[Stored data entries]
==*==
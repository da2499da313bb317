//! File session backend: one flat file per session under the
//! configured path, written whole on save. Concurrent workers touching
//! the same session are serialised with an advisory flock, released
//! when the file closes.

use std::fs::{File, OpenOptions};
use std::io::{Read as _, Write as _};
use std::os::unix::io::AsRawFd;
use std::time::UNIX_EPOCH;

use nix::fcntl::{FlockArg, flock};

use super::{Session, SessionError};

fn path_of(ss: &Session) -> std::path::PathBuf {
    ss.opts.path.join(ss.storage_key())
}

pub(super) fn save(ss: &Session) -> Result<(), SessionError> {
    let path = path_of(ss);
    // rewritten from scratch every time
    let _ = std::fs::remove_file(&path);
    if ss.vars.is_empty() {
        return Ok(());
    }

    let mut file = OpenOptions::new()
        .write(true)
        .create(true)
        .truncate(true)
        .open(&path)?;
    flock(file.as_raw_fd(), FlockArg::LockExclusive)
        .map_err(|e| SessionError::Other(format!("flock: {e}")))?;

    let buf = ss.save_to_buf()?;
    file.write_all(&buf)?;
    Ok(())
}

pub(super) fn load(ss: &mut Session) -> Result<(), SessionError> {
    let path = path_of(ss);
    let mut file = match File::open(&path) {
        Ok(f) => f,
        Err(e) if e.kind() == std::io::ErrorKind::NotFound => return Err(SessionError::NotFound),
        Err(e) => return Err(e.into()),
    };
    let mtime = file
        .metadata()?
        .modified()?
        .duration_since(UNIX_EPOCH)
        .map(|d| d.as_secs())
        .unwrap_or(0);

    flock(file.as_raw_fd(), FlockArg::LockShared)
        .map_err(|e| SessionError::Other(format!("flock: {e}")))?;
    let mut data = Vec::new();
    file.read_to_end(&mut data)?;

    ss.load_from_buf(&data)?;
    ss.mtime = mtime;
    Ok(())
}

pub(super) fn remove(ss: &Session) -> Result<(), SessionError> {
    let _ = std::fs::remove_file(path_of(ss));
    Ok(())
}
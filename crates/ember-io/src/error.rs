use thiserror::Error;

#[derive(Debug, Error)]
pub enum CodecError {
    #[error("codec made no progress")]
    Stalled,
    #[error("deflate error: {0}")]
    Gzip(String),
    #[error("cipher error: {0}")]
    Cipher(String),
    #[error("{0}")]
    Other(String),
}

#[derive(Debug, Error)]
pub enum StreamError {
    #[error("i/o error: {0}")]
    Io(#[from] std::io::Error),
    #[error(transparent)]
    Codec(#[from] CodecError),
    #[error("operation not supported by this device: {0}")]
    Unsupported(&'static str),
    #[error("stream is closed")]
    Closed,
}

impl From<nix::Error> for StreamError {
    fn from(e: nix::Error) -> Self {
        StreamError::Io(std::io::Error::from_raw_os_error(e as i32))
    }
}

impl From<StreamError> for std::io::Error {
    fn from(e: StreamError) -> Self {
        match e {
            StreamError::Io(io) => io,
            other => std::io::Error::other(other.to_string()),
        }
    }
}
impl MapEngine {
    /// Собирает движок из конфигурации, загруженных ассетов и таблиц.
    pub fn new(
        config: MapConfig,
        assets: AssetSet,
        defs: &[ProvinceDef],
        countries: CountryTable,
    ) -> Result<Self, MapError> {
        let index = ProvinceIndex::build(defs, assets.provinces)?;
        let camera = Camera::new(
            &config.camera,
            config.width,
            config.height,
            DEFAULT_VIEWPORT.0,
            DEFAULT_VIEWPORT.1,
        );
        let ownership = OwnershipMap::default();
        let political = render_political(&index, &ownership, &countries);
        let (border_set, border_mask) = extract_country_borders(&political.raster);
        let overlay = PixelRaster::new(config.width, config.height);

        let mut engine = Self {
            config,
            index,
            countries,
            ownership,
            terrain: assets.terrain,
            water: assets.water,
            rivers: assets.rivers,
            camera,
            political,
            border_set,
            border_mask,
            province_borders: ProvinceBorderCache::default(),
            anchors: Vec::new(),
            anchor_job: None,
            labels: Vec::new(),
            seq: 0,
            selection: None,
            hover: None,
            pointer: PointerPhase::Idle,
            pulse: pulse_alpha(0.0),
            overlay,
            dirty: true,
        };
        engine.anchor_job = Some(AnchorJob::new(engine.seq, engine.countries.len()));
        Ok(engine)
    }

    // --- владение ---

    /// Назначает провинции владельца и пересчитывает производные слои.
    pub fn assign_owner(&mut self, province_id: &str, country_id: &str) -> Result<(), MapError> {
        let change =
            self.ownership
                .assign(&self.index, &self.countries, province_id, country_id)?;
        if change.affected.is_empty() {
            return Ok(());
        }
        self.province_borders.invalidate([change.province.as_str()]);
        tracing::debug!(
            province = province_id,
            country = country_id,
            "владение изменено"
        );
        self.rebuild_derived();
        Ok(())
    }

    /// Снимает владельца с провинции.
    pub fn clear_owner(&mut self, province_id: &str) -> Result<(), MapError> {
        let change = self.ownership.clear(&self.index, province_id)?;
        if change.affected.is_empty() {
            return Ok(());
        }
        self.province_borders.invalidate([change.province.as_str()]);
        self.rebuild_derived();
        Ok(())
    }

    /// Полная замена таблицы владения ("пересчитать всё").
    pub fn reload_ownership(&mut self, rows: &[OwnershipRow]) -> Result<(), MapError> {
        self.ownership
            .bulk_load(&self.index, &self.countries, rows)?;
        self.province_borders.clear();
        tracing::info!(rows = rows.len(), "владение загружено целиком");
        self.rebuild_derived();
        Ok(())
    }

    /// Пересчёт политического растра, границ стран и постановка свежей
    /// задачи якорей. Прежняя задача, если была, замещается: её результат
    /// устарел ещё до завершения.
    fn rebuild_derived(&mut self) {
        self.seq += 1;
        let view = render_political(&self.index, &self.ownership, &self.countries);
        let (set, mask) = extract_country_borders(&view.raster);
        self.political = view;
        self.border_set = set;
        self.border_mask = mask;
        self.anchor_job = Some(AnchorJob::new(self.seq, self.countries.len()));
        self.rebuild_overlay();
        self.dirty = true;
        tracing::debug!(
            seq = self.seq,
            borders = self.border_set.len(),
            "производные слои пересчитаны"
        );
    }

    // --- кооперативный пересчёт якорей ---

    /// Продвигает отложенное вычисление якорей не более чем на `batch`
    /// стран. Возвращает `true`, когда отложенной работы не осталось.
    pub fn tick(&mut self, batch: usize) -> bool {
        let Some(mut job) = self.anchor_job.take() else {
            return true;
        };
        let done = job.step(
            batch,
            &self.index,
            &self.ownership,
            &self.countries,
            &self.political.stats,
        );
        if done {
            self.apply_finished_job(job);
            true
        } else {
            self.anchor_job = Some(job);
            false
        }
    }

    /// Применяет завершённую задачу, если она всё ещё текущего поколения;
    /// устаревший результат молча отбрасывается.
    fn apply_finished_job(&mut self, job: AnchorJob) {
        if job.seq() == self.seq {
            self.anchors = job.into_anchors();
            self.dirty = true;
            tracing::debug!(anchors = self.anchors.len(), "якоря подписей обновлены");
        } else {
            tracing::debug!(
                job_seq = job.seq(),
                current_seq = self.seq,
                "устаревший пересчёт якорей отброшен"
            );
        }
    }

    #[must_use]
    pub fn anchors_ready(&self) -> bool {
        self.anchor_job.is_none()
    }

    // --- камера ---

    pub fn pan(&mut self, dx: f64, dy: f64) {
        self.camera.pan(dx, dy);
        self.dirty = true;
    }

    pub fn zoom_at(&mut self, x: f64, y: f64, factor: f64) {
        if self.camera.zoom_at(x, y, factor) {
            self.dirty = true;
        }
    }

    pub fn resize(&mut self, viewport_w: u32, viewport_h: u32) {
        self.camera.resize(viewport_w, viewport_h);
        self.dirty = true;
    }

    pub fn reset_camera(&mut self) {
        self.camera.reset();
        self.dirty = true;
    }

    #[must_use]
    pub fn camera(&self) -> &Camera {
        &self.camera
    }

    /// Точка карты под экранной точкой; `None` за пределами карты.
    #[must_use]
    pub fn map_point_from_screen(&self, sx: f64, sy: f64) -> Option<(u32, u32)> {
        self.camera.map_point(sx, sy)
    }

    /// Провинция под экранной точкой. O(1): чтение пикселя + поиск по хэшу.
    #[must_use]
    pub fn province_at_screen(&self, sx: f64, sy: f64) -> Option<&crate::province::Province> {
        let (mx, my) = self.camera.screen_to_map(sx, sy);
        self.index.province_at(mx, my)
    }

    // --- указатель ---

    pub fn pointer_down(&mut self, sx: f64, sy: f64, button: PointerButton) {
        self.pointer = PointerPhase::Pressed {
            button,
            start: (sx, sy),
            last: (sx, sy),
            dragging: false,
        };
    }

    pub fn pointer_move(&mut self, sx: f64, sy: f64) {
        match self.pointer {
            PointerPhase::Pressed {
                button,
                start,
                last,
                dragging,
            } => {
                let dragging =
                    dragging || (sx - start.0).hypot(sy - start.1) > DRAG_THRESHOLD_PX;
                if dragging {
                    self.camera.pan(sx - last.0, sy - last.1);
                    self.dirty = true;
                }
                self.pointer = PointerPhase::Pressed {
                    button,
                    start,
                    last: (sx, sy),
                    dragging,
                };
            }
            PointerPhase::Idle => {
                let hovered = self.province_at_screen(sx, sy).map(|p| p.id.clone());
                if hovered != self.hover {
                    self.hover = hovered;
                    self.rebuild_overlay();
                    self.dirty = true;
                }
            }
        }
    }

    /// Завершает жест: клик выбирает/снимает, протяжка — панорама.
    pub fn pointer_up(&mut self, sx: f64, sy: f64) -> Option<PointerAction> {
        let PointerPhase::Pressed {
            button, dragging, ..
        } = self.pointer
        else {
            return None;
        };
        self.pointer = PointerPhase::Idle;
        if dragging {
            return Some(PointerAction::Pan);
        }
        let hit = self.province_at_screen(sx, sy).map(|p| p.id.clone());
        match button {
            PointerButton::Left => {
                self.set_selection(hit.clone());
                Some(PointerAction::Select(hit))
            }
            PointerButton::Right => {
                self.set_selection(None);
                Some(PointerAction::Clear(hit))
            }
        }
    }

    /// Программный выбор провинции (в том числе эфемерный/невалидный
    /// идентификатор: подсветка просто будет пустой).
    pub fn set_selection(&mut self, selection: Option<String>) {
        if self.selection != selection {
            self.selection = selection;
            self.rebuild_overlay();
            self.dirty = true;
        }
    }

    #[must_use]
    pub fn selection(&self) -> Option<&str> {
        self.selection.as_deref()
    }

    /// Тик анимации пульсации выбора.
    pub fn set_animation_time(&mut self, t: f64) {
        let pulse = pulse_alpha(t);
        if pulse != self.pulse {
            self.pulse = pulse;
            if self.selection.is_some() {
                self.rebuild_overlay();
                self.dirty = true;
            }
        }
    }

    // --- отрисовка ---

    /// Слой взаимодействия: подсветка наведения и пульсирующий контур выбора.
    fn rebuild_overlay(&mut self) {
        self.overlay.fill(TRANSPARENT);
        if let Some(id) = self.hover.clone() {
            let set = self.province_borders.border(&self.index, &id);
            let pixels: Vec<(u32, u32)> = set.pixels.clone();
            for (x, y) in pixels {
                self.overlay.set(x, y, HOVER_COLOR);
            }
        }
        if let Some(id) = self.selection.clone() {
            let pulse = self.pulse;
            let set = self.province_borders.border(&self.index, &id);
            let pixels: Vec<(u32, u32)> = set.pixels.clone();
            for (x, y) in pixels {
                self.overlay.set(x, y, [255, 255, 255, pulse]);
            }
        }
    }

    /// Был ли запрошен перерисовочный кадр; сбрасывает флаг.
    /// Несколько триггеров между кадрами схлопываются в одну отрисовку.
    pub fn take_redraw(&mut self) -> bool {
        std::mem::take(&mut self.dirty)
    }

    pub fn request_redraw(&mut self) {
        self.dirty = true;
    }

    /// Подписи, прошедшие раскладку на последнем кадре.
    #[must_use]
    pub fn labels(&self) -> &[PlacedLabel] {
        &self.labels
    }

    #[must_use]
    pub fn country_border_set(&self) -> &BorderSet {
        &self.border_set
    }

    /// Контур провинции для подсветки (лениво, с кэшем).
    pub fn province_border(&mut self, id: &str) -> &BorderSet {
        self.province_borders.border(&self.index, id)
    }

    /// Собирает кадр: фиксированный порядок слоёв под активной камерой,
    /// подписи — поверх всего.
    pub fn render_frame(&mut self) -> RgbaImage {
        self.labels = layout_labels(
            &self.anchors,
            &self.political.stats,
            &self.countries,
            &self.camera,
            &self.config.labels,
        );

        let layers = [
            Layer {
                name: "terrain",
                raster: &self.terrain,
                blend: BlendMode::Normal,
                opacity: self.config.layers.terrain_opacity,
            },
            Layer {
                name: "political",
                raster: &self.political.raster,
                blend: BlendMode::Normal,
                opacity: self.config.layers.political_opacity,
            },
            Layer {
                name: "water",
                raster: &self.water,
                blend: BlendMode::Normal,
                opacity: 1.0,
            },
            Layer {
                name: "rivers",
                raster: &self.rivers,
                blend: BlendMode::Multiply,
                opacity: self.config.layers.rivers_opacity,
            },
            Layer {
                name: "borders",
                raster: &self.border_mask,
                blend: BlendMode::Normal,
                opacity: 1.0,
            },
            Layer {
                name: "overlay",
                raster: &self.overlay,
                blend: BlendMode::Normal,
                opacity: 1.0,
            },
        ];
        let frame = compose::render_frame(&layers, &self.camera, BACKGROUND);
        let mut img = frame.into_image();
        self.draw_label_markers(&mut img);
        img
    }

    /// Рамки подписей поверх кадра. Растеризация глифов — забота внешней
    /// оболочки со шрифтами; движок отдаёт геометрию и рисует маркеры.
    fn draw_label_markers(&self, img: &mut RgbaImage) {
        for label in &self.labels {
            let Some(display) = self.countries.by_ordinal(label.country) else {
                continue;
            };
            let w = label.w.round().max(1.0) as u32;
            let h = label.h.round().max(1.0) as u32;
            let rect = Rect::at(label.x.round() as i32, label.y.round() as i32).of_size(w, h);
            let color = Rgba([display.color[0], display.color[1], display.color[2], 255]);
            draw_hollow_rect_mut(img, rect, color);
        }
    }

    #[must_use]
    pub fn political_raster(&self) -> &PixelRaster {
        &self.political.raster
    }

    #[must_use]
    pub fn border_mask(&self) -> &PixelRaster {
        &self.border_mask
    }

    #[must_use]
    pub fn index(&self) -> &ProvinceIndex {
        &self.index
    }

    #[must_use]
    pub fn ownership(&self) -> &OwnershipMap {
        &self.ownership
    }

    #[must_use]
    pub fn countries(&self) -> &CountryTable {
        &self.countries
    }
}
==*==
[TASK REQUIREMENTS] The lines you return should be those above that contain the word "SessionError", every one of them.

[TASK OUTPUT]
use super::{Session, SessionError};
pub(super) fn save(ss: &Session) -> Result<(), SessionError> {
        .map_err(|e| SessionError::Other(format!("flock: {e}")))?;
pub(super) fn load(ss: &mut Session) -> Result<(), SessionError> {
        Err(e) if e.kind() == std::io::ErrorKind::NotFound => return Err(SessionError::NotFound),
        .map_err(|e| SessionError::Other(format!("flock: {e}")))?;
pub(super) fn remove(ss: &Session) -> Result<(), SessionError> {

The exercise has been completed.